Worked example — the two 8-puzzle heuristics, numerically. Take a state where tiles 1, 2, and 5 are out of place: tile 1 is one row above its target, tile 2 is two columns away, tile 5 is one step away. The misplaced-tiles heuristic just counts them: \(h_1 = 3\). The Manhattan heuristic sums each tile’s grid distance: \(h_2 = 1 + 2 + 1 = 4\). Both are \(\le\) the true number of moves, so both are admissible — but \(h_2 = 4 \ge h_1 = 3\) at this state (and at every state), so A* with \(h_2\) prunes harder and expands fewer nodes. That single point of dominance can mean exploring thousands fewer nodes on a hard puzzle.
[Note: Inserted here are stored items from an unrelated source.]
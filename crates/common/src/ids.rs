use serde::{Deserialize, Serialize};
use uuid::Uuid;

/// Declares a UUID-backed identifier newtype.
///
/// Each id wraps a UUID to provide type safety and prevent mixing up
/// order ids with seller ids, wallet ids and so on.
macro_rules! uuid_id {
    ($(#[$meta:meta])* $name:ident) => {
        $(#[$meta])*
        #[derive(Debug, Clone, Copy, PartialEq, Eq, Hash, PartialOrd, Ord, Serialize, Deserialize)]
        #[serde(transparent)]
        pub struct $name(Uuid);

        impl $name {
            /// Creates a new random id.
            pub fn new() -> Self {
                Self(Uuid::new_v4())
            }

            /// Creates an id from an existing UUID.
            pub fn from_uuid(uuid: Uuid) -> Self {
                Self(uuid)
            }

            /// Returns the underlying UUID.
            pub fn as_uuid(&self) -> Uuid {
                self.0
            }

            /// Parses an id from its hyphenated string form.
            pub fn parse(s: &str) -> Result<Self, uuid::Error> {
                Uuid::parse_str(s).map(Self)
            }
        }

        impl Default for $name {
            fn default() -> Self {
                Self::new()
            }
        }

        impl std::fmt::Display for $name {
            fn fmt(&self, f: &mut std::fmt::Formatter<'_>) -> std::fmt::Result {
                write!(f, "{}", self.0)
            }
        }

        impl From<Uuid> for $name {
            fn from(uuid: Uuid) -> Self {
                Self(uuid)
            }
        }

        impl From<$name> for Uuid {
            fn from(id: $name) -> Self {
                id.0
            }
        }
    };
}

uuid_id!(
    /// Identifier of a placed order.
    OrderId
);
uuid_id!(
    /// Identifier of the buying user.
    UserId
);
uuid_id!(
    /// Identifier of a reseller earning commission on an order.
    SellerId
);
uuid_id!(
    /// Identifier of a local payment record.
    PaymentId
);
uuid_id!(
    /// Identifier of a seller's commission wallet.
    WalletId
);
uuid_id!(
    /// Identifier of a payout request.
    PayoutId
);

/// Catalog product identifier.
///
/// Products are owned by the catalog service, so the id is kept opaque.
#[derive(Debug, Clone, PartialEq, Eq, Hash, Serialize, Deserialize)]
#[serde(transparent)]
pub struct ProductId(String);

impl ProductId {
    pub fn new(id: impl Into<String>) -> Self {
        Self(id.into())
    }

    pub fn as_str(&self) -> &str {
        &self.0
    }
}

impl std::fmt::Display for ProductId {
    fn fmt(&self, f: &mut std::fmt::Formatter<'_>) -> std::fmt::Result {
        write!(f, "{}", self.0)
    }
}

impl From<String> for ProductId {
    fn from(s: String) -> Self {
        Self(s)
    }
}

impl From<&str> for ProductId {
    fn from(s: &str) -> Self {
        Self(s.to_string())
    }
}

#[cfg(test)]
mod tests {
    use super::*;

    #[test]
    fn new_ids_are_unique() {
        assert_ne!(OrderId::new(), OrderId::new());
        assert_ne!(SellerId::new(), SellerId::new());
    }

    #[test]
    fn from_uuid_preserves_value() {
        let uuid = Uuid::new_v4();
        assert_eq!(WalletId::from_uuid(uuid).as_uuid(), uuid);
    }

    #[test]
    fn parse_accepts_display_output() {
        let id = PaymentId::new();
        assert_eq!(PaymentId::parse(&id.to_string()).unwrap(), id);
        assert!(PaymentId::parse("not-a-uuid").is_err());
    }

    #[test]
    fn ids_serialize_as_bare_uuid_strings() {
        let id = SellerId::new();
        let json = serde_json::to_value(id).unwrap();
        assert_eq!(json, serde_json::Value::String(id.to_string()));
    }

    #[test]
    fn product_id_string_conversion() {
        let id: ProductId = "SKU-002".into();
        assert_eq!(id.as_str(), "SKU-002");
    }
}
//! Lifecycle event consumer feeding the ledger.

use async_trait::async_trait;
use event_bus::{EventEnvelope, HandlerResult, MessageHandler, Topology, keys};

use crate::{CommissionEvent, LedgerService};

/// Routing keys the ledger queue is bound to.
pub const LEDGER_BINDINGS: [&str; 3] = [
    keys::PAYMENT_SUCCESS,
    keys::ORDER_DELIVERED,
    keys::ORDER_CANCELLED,
];

/// Topology of the ledger's consuming queue.
pub fn topology(exchange: &str, queue: &str) -> Topology {
    LEDGER_BINDINGS
        .iter()
        .fold(Topology::new(exchange, queue), |topology, key| topology.bind(*key))
}

/// Applies `payment.success`, `order.delivered` and `order.cancelled`
/// events to seller wallets.
///
/// A handler error leaves the wallet untouched and sends the message to the
/// dead-letter queue.
#[derive(Clone)]
pub struct LedgerConsumer {
    service: LedgerService,
}

impl LedgerConsumer {
    pub fn new(service: LedgerService) -> Self {
        Self { service }
    }
}

#[async_trait]
impl MessageHandler for LedgerConsumer {
    #[tracing::instrument(skip(self, envelope), fields(event = %envelope.event))]
    async fn handle(&self, routing_key: &str, envelope: &EventEnvelope) -> HandlerResult {
        if !LEDGER_BINDINGS.iter().any(|key| *key == routing_key) {
            tracing::warn!(routing_key, "unexpected routing key, acknowledging");
            return Ok(());
        }

        let event: CommissionEvent = envelope.decode()?;
        let Some(seller_id) = event.seller_id else {
            tracing::debug!(order_id = %event.order_id, "order has no seller, skipping");
            return Ok(());
        };
        if event.commission.is_zero() {
            tracing::debug!(order_id = %event.order_id, "no commission, skipping");
            return Ok(());
        }

        let (order_id, commission) = (event.order_id, event.commission);
        match routing_key {
            keys::PAYMENT_SUCCESS => {
                self.service
                    .on_payment_success(seller_id, order_id, commission)
                    .await?
            }
            keys::ORDER_DELIVERED => {
                self.service
                    .on_order_delivered(seller_id, order_id, commission)
                    .await?
            }
            _ => {
                self.service
                    .on_order_cancelled(seller_id, order_id, commission)
                    .await?
            }
        };
        Ok(())
    }
}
def manhattan(state, goal):
    """8-puzzle Manhattan-distance heuristic. state/goal: tuples of 9 ints, 0=blank."""
    dist = 0
    for tile in range(1, 9):
        i, j = divmod(state.index(tile), 3)
        gi, gj = divmod(goal.index(tile), 3)
        dist += abs(i - gi) + abs(j - gj)
    return dist

def misplaced(state, goal):
    return sum(1 for k in range(9) if state[k] and state[k] != goal[k])

GOAL = (1, 2, 3, 4, 5, 6, 7, 8, 0)
s = (1, 2, 3, 4, 0, 6, 7, 5, 8)      # tiles 5 and 8 swapped-ish
assert manhattan(s, GOAL) >= misplaced(s, GOAL)   # Manhattan dominates

flowchart TB
  R["Real 8-puzzle<br/>(tiles block each other)"]
  R -->|"drop: tiles can teleport"| M["Misplaced-tiles h<br/>(weaker, admissible)"]
  R -->|"drop: tiles slide through"| H["Manhattan-distance h<br/>(stronger, admissible)"]
  M -.->|"H dominates M"| H

Warning

If your heuristic overestimates — say, multiplying distances by 1.5 to speed things up — A* may return a non-optimal path. That can be a deliberate tradeoff (weighted A*, \(f = g + w\cdot h\) with \(w>1\), trades optimality for speed), but never assume A* is optimal unless you have proven \(h\) admissible.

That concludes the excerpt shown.